Une attention particulière doit être portée sur les linteaux des portes des voiles porteurs (et de contreventement), en effet ces linteaux sont généralement percés par de nombreuses réservations, ils peuvent alors ne plus être capables d'assurer leur rôle structurel, ce qui nécessite une modélisation adaptée.
Lorsque les réservations ne sont pas connues, les modélisations des bâtiments soumis à des efforts horizontaux (vent, séisme) doivent prendre en considération des mesures conservatoires concernant les grosses trémies (de ventilation généralement). Il est souvent nécessaire de réduire fictivement l'épaisseur des linteaux, voire de les supprimer des modélisations.
Exemple de regroupement d'ouvertures :
Exemple de structure avec des trémies conséquentes… qui ne peuvent clairement pas être négligées.
Cas de la construction métallique.
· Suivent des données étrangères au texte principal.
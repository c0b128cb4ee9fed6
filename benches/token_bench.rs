//! Performance benchmarks for the access token codec.
//!
//! Token decoding sits on the scan hot path: every camera read that
//! survives debouncing goes through `decode`. These benchmarks track the
//! cost of sealing and opening tokens.
//!
//! Run benchmarks with:
//! ```sh
//! cargo bench --bench token_bench
//! ```

use chrono::{Duration, TimeZone, Utc};
use criterion::{Criterion, Throughput, criterion_group, criterion_main};
use hasp_core::LockerAddress;
use hasp_token::{GrantClaims, TokenCodec};
use std::hint::black_box;

fn codec() -> TokenCodec {
    TokenCodec::new(b"benchmark key material")
}

fn claims() -> GrantClaims {
    let from = Utc.with_ymd_and_hms(2025, 6, 1, 10, 0, 0).unwrap();
    GrantClaims::new(
        LockerAddress::new("locker_07").unwrap(),
        "alice@example.org",
        from,
        from + Duration::hours(1),
    )
}

/// Benchmark sealing claims into a token.
fn bench_encode(c: &mut Criterion) {
    let mut group = c.benchmark_group("token_encode");
    group.throughput(Throughput::Elements(1));

    let codec = codec();
    let claims = claims();

    group.bench_function("seal_claims", |b| {
        b.iter(|| {
            let token = codec.encode(black_box(&claims)).unwrap();
            black_box(token);
        });
    });

    group.finish();
}

/// Benchmark the scan-path decode of a valid token.
fn bench_decode(c: &mut Criterion) {
    let mut group = c.benchmark_group("token_decode");
    group.throughput(Throughput::Elements(1));

    let codec = codec();
    let token = codec.encode(&claims()).unwrap();
    let now = Utc.with_ymd_and_hms(2025, 6, 1, 10, 30, 0).unwrap();

    group.bench_function("open_valid_token", |b| {
        b.iter(|| {
            let grant = codec.decode(black_box(&token), now).unwrap();
            black_box(grant);
        });
    });

    group.finish();
}

/// Benchmark rejecting garbage, the cost of a bogus scan.
fn bench_decode_garbage(c: &mut Criterion) {
    let mut group = c.benchmark_group("token_decode_garbage");
    group.throughput(Throughput::Elements(1));

    let codec = codec();
    let now = Utc.with_ymd_and_hms(2025, 6, 1, 10, 30, 0).unwrap();
    let garbage = "f".repeat(120);

    group.bench_function("reject_garbage_scan", |b| {
        b.iter(|| {
            let err = codec.decode(black_box(&garbage), now).unwrap_err();
            black_box(err);
        });
    });

    group.finish();
}

criterion_group!(benches, bench_encode, bench_decode, bench_decode_garbage);
criterion_main!(benches);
Les recommandations de la CNC2M pour le dimensionnement des poutres en acier avec ouvertures dans l’âme selon la NF EN 1993 précise qu’une ouverture isolée présentant une dimension maximale inférieure à 10% de la hauteur de l'âme de la poutre n'est pas considérée comme significative. D’un point de vue modélisation de ces ouvertures, la même règle peut être appliquée. Néanmoins, cette ouverture doit être prise en compte lors de la vérification de la section selon les règles habituelles de la NF EN 1993.
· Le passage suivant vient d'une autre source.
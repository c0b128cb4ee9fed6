//! Mock latch feedback sensor for testing and development.

use crate::{Result, traits::FeedbackSense};
use hasp_core::types::FeedbackState;
use std::sync::Arc;
use std::sync::atomic::{AtomicUsize, Ordering};
use tokio::sync::watch;

/// Mock latch feedback sensor.
///
/// Behaves like a level sensor, not an event queue: every read reports the
/// level most recently set through the handle, however many times it is
/// polled. Starts at [`FeedbackState::Closed`].
///
/// # Examples
///
/// ```
/// use hasp_hardware::mock::MockFeedback;
/// use hasp_hardware::traits::FeedbackSense;
/// use hasp_core::types::FeedbackState;
///
/// #[tokio::main]
/// async fn main() -> hasp_hardware::Result<()> {
///     let (mut sensor, handle) = MockFeedback::new();
///     assert_eq!(sensor.read().await?, FeedbackState::Closed);
///
///     handle.set(FeedbackState::Open);
///     assert_eq!(sensor.read().await?, FeedbackState::Open);
///     assert_eq!(sensor.read().await?, FeedbackState::Open);
///     Ok(())
/// }
/// ```
#[derive(Debug)]
pub struct MockFeedback {
    level_rx: watch::Receiver<FeedbackState>,
    fail_budget: Arc<AtomicUsize>,
    name: String,
}

impl MockFeedback {
    /// Create a new mock sensor with the default name.
    pub fn new() -> (Self, MockFeedbackHandle) {
        Self::with_name("Mock Feedback".to_string())
    }

    /// Create a new mock sensor with a custom name.
    pub fn with_name(name: String) -> (Self, MockFeedbackHandle) {
        let (level_tx, level_rx) = watch::channel(FeedbackState::Closed);
        let fail_budget = Arc::new(AtomicUsize::new(0));

        let sensor = Self {
            level_rx,
            fail_budget: Arc::clone(&fail_budget),
            name,
        };

        let handle = MockFeedbackHandle {
            level_tx,
            fail_budget,
        };

        (sensor, handle)
    }

    fn consume_fault(&self) -> bool {
        self.fail_budget
            .fetch_update(Ordering::SeqCst, Ordering::SeqCst, |n| n.checked_sub(1))
            .is_ok()
    }
}

impl FeedbackSense for MockFeedback {
    async fn read(&mut self) -> Result<FeedbackState> {
        if self.consume_fault() {
            return Err(crate::HardwareError::disconnected(self.name.clone()));
        }
        Ok(*self.level_rx.borrow())
    }
}

/// Handle for driving the level of a [`MockFeedback`].
#[derive(Debug)]
pub struct MockFeedbackHandle {
    level_tx: watch::Sender<FeedbackState>,
    fail_budget: Arc<AtomicUsize>,
}

impl MockFeedbackHandle {
    /// Set the sensed level.
    pub fn set(&self, state: FeedbackState) {
        // send_replace works even after the sensor side is dropped.
        self.level_tx.send_replace(state);
    }

    /// Make the next `count` reads fail with a disconnect.
    pub fn fail_next(&self, count: usize) {
        self.fail_budget.store(count, Ordering::SeqCst);
    }
}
Dans le cas d’un dimensionnement avec collaboration de paroi, avec des diaphragmes constitués de plaques nervurées, conformément à l’EN 1993-1-3 § 10.3.4, des ouvertures de petites dimensions, régulièrement réparties, dont la surface cumulée représente jusqu’à 3% de la surface totale peuvent être disposées sans calcul particulier du diaphragme sous réserve que le nombre total de fixations des panneaux constituants le diaphragme soit respecté. D’un point de vue modélisation, de telles ouvertures peuvent donc ne pas être prises en compte.
C.2.3 Degré de simplification : courbure, dévers, …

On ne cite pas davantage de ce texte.